BY Will SloanPublished Feb 10, 2010

So many reviews of I Hate Valentine's Day focus on Nia Vardalos's strange perma-smile that I had hoped to be original by not mentioning it. After all, what right does a movie critic have to judge an actress's appearance? Alas, I have now seen the film and find I can no longer remain silent on the issue. Smothered in such heavy lighting that she appears to glow, Vardalos's grin is cartoonishly stiff in a way that calls to mind Jack Nicholson's Joker. She stars in this unsavory sitcom as a woman who ends every relationship after the fifth date, reasoning that this is the point when fun gives way to commitment headaches.
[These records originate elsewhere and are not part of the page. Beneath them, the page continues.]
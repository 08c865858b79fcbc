use std::any::Any;
use std::collections::HashMap;
use std::sync::Arc;

use futures::future::join_all;
use tokio::sync::{RwLock, RwLockWriteGuard};
use tokio::task::JoinHandle;
use tracing::{debug, error, warn};

use crate::ast::EventDecl;
use crate::error::{ErrorCode, Position, RuntimeError, RuntimeResult};
use crate::eval::context::Interpreter;
use crate::eval::expression::ExpressionEvaluator;
use crate::eval::procedure::{hoist_error_handler, Block};
use crate::eval::statement::StepExecutor;
use crate::eval::value::Value;
use crate::host::HostContext;

const NAME_KEY: &str = "name";
const SOURCE_KEY: &str = "source";
const PAYLOAD_KEY: &str = "payload";

/// A registered handler, keyed by the event name it was registered under.
#[derive(Debug, Clone)]
pub struct EventHandler {
    pub event_name: String,
    pub handler_name: Option<String>,
    pub payload_variable: Option<String>,
    pub body: Block,
    pub error_handler: Option<Block>,
    pub position: Position,
}

#[derive(Debug, Default)]
pub struct EventManager {
    handlers: RwLock<HashMap<String, Vec<Arc<EventHandler>>>>,
}

impl EventManager {
    pub fn new() -> Self {
        Self::default()
    }

    /// Evaluates the declaration's name expression (once) and hoists its
    /// error handler, without touching the registry.
    pub async fn prepare(&self, decl: &EventDecl, interp: &Interpreter) -> RuntimeResult<EventHandler> {
        let event_name = match ExpressionEvaluator::new()
            .eval_expression(&decl.name, interp)
            .await
            .map_err(|e| e.at_if_unknown(decl.position))?
        {
            Value::String(name) => name,
            other => {
                return Err(RuntimeError::type_error(format!(
                    "event name must evaluate to a string, got {}",
                    other.type_name()
                ))
                .with_position(decl.position))
            }
        };

        if let (Some(handler_name), Some(symbols)) = (&decl.handler_name, &interp.services().symbols) {
            if symbols.event_handler_names().contains(handler_name) {
                return Err(RuntimeError::new(
                    ErrorCode::Duplicate,
                    format!("event handler '{}' is already provided by the host", handler_name),
                )
                .with_position(decl.position));
            }
        }

        let (body, error_handler) = hoist_error_handler(decl.body.clone())?;
        Ok(EventHandler {
            event_name,
            handler_name: decl.handler_name.clone(),
            payload_variable: decl.payload_variable.clone(),
            body,
            error_handler,
            position: decl.position,
        })
    }

    pub async fn register(&self, handler: EventHandler) -> RuntimeResult<()> {
        let mut registration = self.registration().await;
        registration.ensure_available(std::slice::from_ref(&handler))?;
        registration.insert(handler);
        Ok(())
    }

    /// Holds the registry for writing until the returned guard is dropped,
    /// so a caller can check a batch of handlers before committing any of
    /// them.
    pub(crate) async fn registration(&self) -> HandlerRegistration<'_> {
        HandlerRegistration {
            handlers: self.handlers.write().await,
        }
    }

    pub async fn register_decl(&self, decl: &EventDecl, interp: &Interpreter) -> RuntimeResult<()> {
        let handler = self.prepare(decl, interp).await?;
        self.register(handler).await
    }

    pub async fn handler_count(&self, event_name: &str) -> usize {
        self.handlers
            .read()
            .await
            .get(event_name)
            .map_or(0, |h| h.len())
    }

    /// Dispatches `event_name` to every registered handler.
    ///
    /// # Panics
    ///
    /// When handlers exist but the host did not install both the emit and
    /// whisper callbacks. That is a host wiring bug, not a script error.
    #[tracing::instrument(skip(self, interp, payload), level = "debug")]
    pub async fn emit(
        &self,
        interp: &Interpreter,
        event_name: &str,
        source: &str,
        payload: Value,
    ) -> EventDispatch {
        let handlers = self
            .handlers
            .read()
            .await
            .get(event_name)
            .cloned()
            .unwrap_or_default();
        if handlers.is_empty() {
            warn!(event = event_name, source, "no handler registered, event ignored");
            return EventDispatch::default();
        }

        let host = interp.services().host.clone();
        if host.emit.is_none() || host.whisper.is_none() {
            panic!(
                "host misconfiguration: event '{}' has handlers but the emit/whisper callbacks are not set",
                event_name
            );
        }

        let event = canonical_event(event_name, source, payload);
        let frame = format!("event:{}", event_name);
        let mut handles = Vec::with_capacity(handlers.len());
        for handler in handlers {
            let reporter = ErrorReporter {
                host: host.clone(),
                event_name: event_name.to_string(),
                source: source.to_string(),
            };
            match interp.fork(&frame, handler.error_handler.clone()).await {
                Ok(fork) => handles.push(spawn_handler(fork, handler, event.clone(), reporter)),
                Err(err) => reporter.report(&err.with_position(handler.position)),
            }
        }
        debug!(event = event_name, handlers = handles.len(), "event dispatched");
        EventDispatch { handles }
    }
}

pub(crate) struct HandlerRegistration<'a> {
    handlers: RwLockWriteGuard<'a, HashMap<String, Vec<Arc<EventHandler>>>>,
}

impl HandlerRegistration<'_> {
    /// Fails with `Duplicate` when any named handler in `batch` is already
    /// registered.
    pub(crate) fn ensure_available(&self, batch: &[EventHandler]) -> RuntimeResult<()> {
        for handler in batch {
            let Some(name) = &handler.handler_name else {
                continue;
            };
            let taken = self
                .handlers
                .values()
                .flatten()
                .any(|h| h.handler_name.as_ref() == Some(name));
            if taken {
                return Err(RuntimeError::new(
                    ErrorCode::Duplicate,
                    format!("event handler '{}' is already registered", name),
                )
                .with_position(handler.position));
            }
        }
        Ok(())
    }

    pub(crate) fn clear(&mut self) {
        self.handlers.clear();
    }

    pub(crate) fn insert(&mut self, handler: EventHandler) {
        debug!(event = %handler.event_name, handler = ?handler.handler_name, "event handler registered");
        self.handlers
            .entry(handler.event_name.clone())
            .or_default()
            .push(Arc::new(handler));
    }
}

fn spawn_handler(
    fork: Interpreter,
    handler: Arc<EventHandler>,
    event: Value,
    reporter: ErrorReporter,
) -> JoinHandle<()> {
    tokio::spawn(async move {
        let task = tokio::spawn(async move {
            if let Some(variable) = &handler.payload_variable {
                fork.bind_local(variable, event);
            }
            StepExecutor::new()
                .run(&handler.body, &fork, false, None)
                .await
                .map(|_| ())
                .map_err(RuntimeError::into_caller_error)
        });

        let result = match task.await {
            Ok(result) => result,
            Err(join_error) if join_error.is_panic() => {
                Err(panic_error(join_error.into_panic()))
            }
            Err(join_error) => Err(RuntimeError::internal(format!(
                "event handler task did not complete: {}",
                join_error
            ))),
        };
        if let Err(err) = result {
            reporter.report(&err);
        }
    })
}

fn panic_error(payload: Box<dyn Any + Send>) -> RuntimeError {
    let message = if let Some(s) = payload.downcast_ref::<&str>() {
        s.to_string()
    } else if let Some(s) = payload.downcast_ref::<String>() {
        s.clone()
    } else {
        "unknown panic payload".to_string()
    };
    RuntimeError::internal(format!("event handler panicked: {}", message))
}

struct ErrorReporter {
    host: Arc<HostContext>,
    event_name: String,
    source: String,
}

impl ErrorReporter {
    fn report(&self, err: &RuntimeError) {
        match &self.host.on_event_error {
            Some(callback) => callback(&self.event_name, &self.source, err),
            None => error!(
                event = %self.event_name,
                source = %self.source,
                error = %err,
                "event handler failed"
            ),
        }
    }
}

/// Handle on the tasks started by one emission.
#[derive(Debug, Default)]
pub struct EventDispatch {
    handles: Vec<JoinHandle<()>>,
}

impl EventDispatch {
    pub fn handler_count(&self) -> usize {
        self.handles.len()
    }

    pub fn is_empty(&self) -> bool {
        self.handles.is_empty()
    }

    /// Waits for every handler task, including its error reporting.
    pub async fn join(self) {
        for result in join_all(self.handles).await {
            if let Err(join_error) = result {
                error!(error = %join_error, "event supervisor task failed");
            }
        }
    }
}

/// Whether `value` already has the canonical event shape: a map with
/// exactly `name` (string), `source` (string) and `payload`.
pub fn is_canonical_event(value: &Value) -> bool {
    match value {
        Value::Map(map) => {
            map.len() == 3
                && matches!(map.get(NAME_KEY), Some(Value::String(_)))
                && matches!(map.get(SOURCE_KEY), Some(Value::String(_)))
                && map.contains_key(PAYLOAD_KEY)
        }
        _ => false,
    }
}

pub fn canonical_event(event_name: &str, source: &str, payload: Value) -> Value {
    if is_canonical_event(&payload) {
        return payload;
    }
    Value::map([
        (NAME_KEY, Value::from(event_name)),
        (SOURCE_KEY, Value::from(source)),
        (PAYLOAD_KEY, payload),
    ])
}
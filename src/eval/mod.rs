//! Evaluation
//!
//! # Components
//!
//! ## Interpreter
//! An instance in the fork tree. Holds locals, the frame's error handler
//! and shared handles to root state and host services ([`context`]).
//!
//! ## Step Executor
//! The state machine running a block of steps, including error unwinding
//! through `on_error` handlers ([`statement`]).
//!
//! ## Expression Evaluator
//! Literals, variables, operators, indexing and calls ([`expression`]).
//!
//! ## Procedures
//! Loaded procedures and command blocks with their hoisted handlers
//! ([`procedure`]).
//!
//! # Flow
//!
//! 1. An entry point (`run`, `execute`, `emit_event`) forks the root
//! 2. The fork's steps go to [`statement::StepExecutor`]
//! 3. Steps evaluate expressions, which may call procedures (new forks)
//!    or tools
//! 4. `ask` steps hand over to [`crate::ask`]

pub mod context;
pub mod expression;
pub mod procedure;
pub mod statement;
pub mod value;

pub use context::{ForkInfo, Interpreter, InterpreterBuilder, RootState, Services};
pub use expression::ExpressionEvaluator;
pub use procedure::{Commands, Procedure};
pub use statement::{BlockOutcome, StepExecutor};
pub use value::{Handle, Value};
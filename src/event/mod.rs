//! # Event Dispatch
//!
//! Scripts register handlers under an event name; hosts (and scripts, via
//! the `emit_event` tool) raise events by name. Dispatch is the only place
//! the engine runs code in parallel.
//!
//! ## Flow
//!
//! ```text
//! ┌──────────┐  emit   ┌──────────────┐  fork + spawn  ┌──────────┐
//! │  Caller  │────────▶│ EventManager │───────────────▶│ Handler  │ x N
//! └──────────┘         └──────────────┘                └────┬─────┘
//!                                                           │ error / panic
//!                                                      ┌────▼─────────────┐
//!                                                      │ host error hook  │
//!                                                      └──────────────────┘
//! ```
//!
//! 1. The payload is normalized into the canonical `{name, source, payload}`
//!    map
//! 2. Every handler gets its own fork with the event bound to its payload
//!    variable
//! 3. Each handler body runs on its own task under a supervisor task that
//!    turns panics into `Internal` errors
//! 4. Failures reach the host only through its error callback; sibling
//!    handlers are never affected
//!
//! Emission is fire-and-forget. The returned [`EventDispatch`] may be
//! dropped, or awaited to wait for every handler.
//!
//! ## Example
//!
//! ```rust,no_run
//! # use sandstep::{HostContext, Interpreter, Value};
//! # async fn example() -> Result<(), Box<dyn std::error::Error>> {
//! let host = HostContext::new()
//!     .with_emit(|v| println!("{}", v))
//!     .with_whisper(|_, _| {})
//!     .with_event_error(|event, source, err| eprintln!("{event} from {source}: {err}"));
//! let interp = Interpreter::builder().host(host).build()?;
//! interp
//!     .emit_event("user_logged_in", "auth", Value::from("12345"))
//!     .await
//!     .join()
//!     .await;
//! # Ok(())
//! # }
//! ```

pub mod event_manager;

pub use event_manager::{canonical_event, is_canonical_event, EventDispatch, EventHandler, EventManager};
mod admin_test;
mod agent_loop_test;
mod event_test;
mod fork_test;
mod handler_test;

use std::sync::{Arc, Mutex};

use sandstep::{HostContext, Value};

/// Host whose emit and whisper callbacks record everything they receive.
#[derive(Clone, Default)]
pub struct Recorder {
    pub emitted: Arc<Mutex<Vec<Value>>>,
    pub whispered: Arc<Mutex<Vec<(Value, Value)>>>,
    pub event_errors: Arc<Mutex<Vec<(String, String, String)>>>,
}

impl Recorder {
    pub fn host(&self) -> HostContext {
        let emitted = self.emitted.clone();
        let whispered = self.whispered.clone();
        let event_errors = self.event_errors.clone();
        HostContext::new()
            .with_emit(move |v| emitted.lock().unwrap().push(v))
            .with_whisper(move |h, d| whispered.lock().unwrap().push((h, d)))
            .with_event_error(move |event, source, err| {
                event_errors
                    .lock()
                    .unwrap()
                    .push((event.to_string(), source.to_string(), err.to_string()))
            })
    }

    pub fn emitted(&self) -> Vec<Value> {
        self.emitted.lock().unwrap().clone()
    }

    pub fn whispered(&self) -> Vec<(Value, Value)> {
        self.whispered.lock().unwrap().clone()
    }

    pub fn event_errors(&self) -> Vec<(String, String, String)> {
        self.event_errors.lock().unwrap().clone()
    }
}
If that sounds hateful and psychotic to you, well, you wouldn't be John Corbett, who happily falls for this narcissistic arrangement. Ah, but love inexplicably blooms, and the film's second half is an agonizing collection of pointless, repetitive scenes in which Vardalos and Corbett express their feelings to a precarious number of obnoxious, clichéd supporting characters while generally acting like self-absorbed idiots. One can almost sense Vardalos panting and wheezing as she tries to expand this 30-minute idea to feature-length. On the basis of this film, Vardalos is a shockingly inept director: every conversation has a rhythm-less shot, reverse shot dynamic that makes it appear as if the actors weren't there on the same day. New York is bereft of any atmosphere whatsoever (even genuine exteriors look like cheap sets), the cinematography and set design are eye-burningly garish, and Vardalos is tone-deaf at depicting the passage of time. As for her writing, how would you react if I told you that she gives herself two — count 'em — two flamboyantly gay best friends, along with a seemingly endless supply of kooky non-characters who exist only to answer to her every beck and call? I don't want to hold up My Big Fat Greek Wedding as a paragon for cinematic excellence, but Vardalos was a likeable actress, and behind the barrage of ethnic shtick was a certain ring of truth. We could sense Vardalos knew what she was talking about. This lobotomized effort is romantic comedy pandering at its worst. DVD extras are limited to a theatrical trailer.